Cependant Oudi entre chez un marchand et s’y fait montrer des cannes. Une surtout le tente qui est plus haute que lui de trois pouces, et il se dispose à l’acheter, lorsqu’il s’aperçoit qu’il n’a plus le sou. C’est qu’Oudi place volontiers son numéraire dans des poches trouées, d’où, par la porte, il descend, se disperse, se sème ou se loge. Aussi, le soir quand il se déshabille, Oudi a des surprises ; il trouve des fonds dans sa chemise, dans ses bas, dans ses souliers, et c’est au fond ce qui le rend acheteur hardi, spéculateur entreprenant, parce qu’il n’est jamais sûr de n’avoir pas beaucoup d’argent sur sa personne.

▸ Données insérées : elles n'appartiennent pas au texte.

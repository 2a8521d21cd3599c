//! Crawl error taxonomy
//!
//! Every failure the crawler can observe is represented as a [`CrawlError`]: a closed
//! [`ErrorKind`], a human-readable message and an optional [`CrawlContext`]. The
//! [`is_retriable`] function is the single place that decides whether a failure is
//! worth retrying.

mod classify;
mod context;
mod kind;

pub use classify::{is_retriable, Retriability, RetryScope};
pub use context::CrawlContext;
pub use kind::{ErrorFamily, ErrorKind};

use chrono::{DateTime, Utc};
use std::time::Duration;
use thiserror::Error;

type BoxedSource = Box<dyn std::error::Error + Send + Sync + 'static>;

/// A classified crawl failure
#[derive(Debug, Error)]
#[error("[{}] {kind}: {message}{}", .timestamp.format("%Y-%m-%d %H:%M:%S"), context_suffix(.context))]
pub struct CrawlError {
    kind: ErrorKind,
    message: String,
    context: Option<CrawlContext>,
    timestamp: DateTime<Utc>,
    #[source]
    source: Option<BoxedSource>,
}

fn context_suffix(context: &Option<CrawlContext>) -> String {
    match context {
        Some(ctx) => format!(" ({})", ctx),
        None => String::new(),
    }
}

impl CrawlError {
    /// Creates an error of the given kind
    pub fn new(kind: ErrorKind, message: impl Into<String>) -> Self {
        Self {
            kind,
            message: message.into(),
            context: None,
            timestamp: Utc::now(),
            source: None,
        }
    }

    pub fn network(message: impl Into<String>) -> Self {
        Self::new(ErrorKind::Network, message)
    }

    pub fn timeout(message: impl Into<String>) -> Self {
        Self::new(ErrorKind::Timeout, message)
    }

    pub fn http(status_code: u16) -> Self {
        Self::new(
            ErrorKind::Http { status_code },
            format!("HTTP {} error", status_code),
        )
    }

    pub fn rate_limited(retry_after: Option<Duration>) -> Self {
        let message = match retry_after {
            Some(wait) => format!("Rate limit exceeded, retry after {}s", wait.as_secs_f64()),
            None => "Rate limit exceeded".to_string(),
        };
        Self::new(ErrorKind::RateLimit { retry_after }, message)
    }

    pub fn parsing(message: impl Into<String>) -> Self {
        Self::new(ErrorKind::Parsing, message)
    }

    pub fn element_not_found(selector: impl Into<String>) -> Self {
        let selector = selector.into();
        let message = format!("Element not found: {}", selector);
        Self::new(ErrorKind::ElementNotFound { selector }, message)
    }

    pub fn invalid_data(field_name: impl Into<String>, raw_value: Option<String>) -> Self {
        let field_name = field_name.into();
        let message = format!(
            "Invalid data: {} = {}",
            field_name,
            raw_value.as_deref().unwrap_or("<missing>")
        );
        Self::new(
            ErrorKind::InvalidData {
                field_name,
                raw_value,
            },
            message,
        )
    }

    pub fn navigation(message: impl Into<String>) -> Self {
        Self::new(ErrorKind::Navigation, message)
    }

    pub fn page_not_found(message: impl Into<String>) -> Self {
        Self::new(ErrorKind::PageNotFound, message)
    }

    pub fn invalid_page(requested_page: u32, total_pages: u32) -> Self {
        Self::new(
            ErrorKind::InvalidPage {
                requested_page,
                total_pages,
            },
            format!(
                "Invalid page number: {} (total pages: {})",
                requested_page, total_pages
            ),
        )
    }

    pub fn resource(message: impl Into<String>) -> Self {
        Self::new(ErrorKind::Resource, message)
    }

    pub fn stale_element(message: impl Into<String>) -> Self {
        Self::new(ErrorKind::StaleElement, message)
    }

    pub fn interaction(message: impl Into<String>) -> Self {
        Self::new(ErrorKind::Interaction, message)
    }

    pub fn page_agent(message: impl Into<String>) -> Self {
        Self::new(ErrorKind::PageAgent, message)
    }

    pub fn storage(message: impl Into<String>) -> Self {
        Self::new(ErrorKind::Storage, message)
    }

    /// Attaches a context snapshot
    pub fn with_context(mut self, context: CrawlContext) -> Self {
        self.context = Some(context);
        self
    }

    /// Attaches a context only if none is present yet
    pub fn or_context(mut self, context: impl FnOnce() -> CrawlContext) -> Self {
        if self.context.is_none() {
            self.context = Some(context());
        }
        self
    }

    /// Attaches the underlying cause
    pub fn with_source<E>(mut self, source: E) -> Self
    where
        E: std::error::Error + Send + Sync + 'static,
    {
        self.source = Some(Box::new(source));
        self
    }

    pub fn kind(&self) -> &ErrorKind {
        &self.kind
    }

    pub fn message(&self) -> &str {
        &self.message
    }

    pub fn context(&self) -> Option<&CrawlContext> {
        self.context.as_ref()
    }

    pub fn timestamp(&self) -> DateTime<Utc> {
        self.timestamp
    }

    pub fn belongs_to(&self, family: ErrorFamily) -> bool {
        self.kind.belongs_to(family)
    }

    pub fn is_network(&self) -> bool {
        self.kind.is_network()
    }

    pub fn is_parsing(&self) -> bool {
        self.kind.is_parsing()
    }

    pub fn is_navigation(&self) -> bool {
        self.kind.is_navigation()
    }

    pub fn is_resource(&self) -> bool {
        self.kind.is_resource()
    }
}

Après le dîner, MM. G*** reviennent nous prendre pour nous conduire à la terrasse du couvent des Capucins, où nous arrivons au soleil couché. De là on voit tout le Piémont, la Lombardie et l’immense chaîne des Alpes, dont les dentelures hardies contrastent merveilleusement avec les douces lignes de la plaine. Mais nous ne jouissons qu’à demi de ce beau spectacle, car notre séjour à Turin touche à son terme, et c’est en soins domestiques et en préparatifs de départ qu’il nous faut employer le reste de cette radieuse soirée.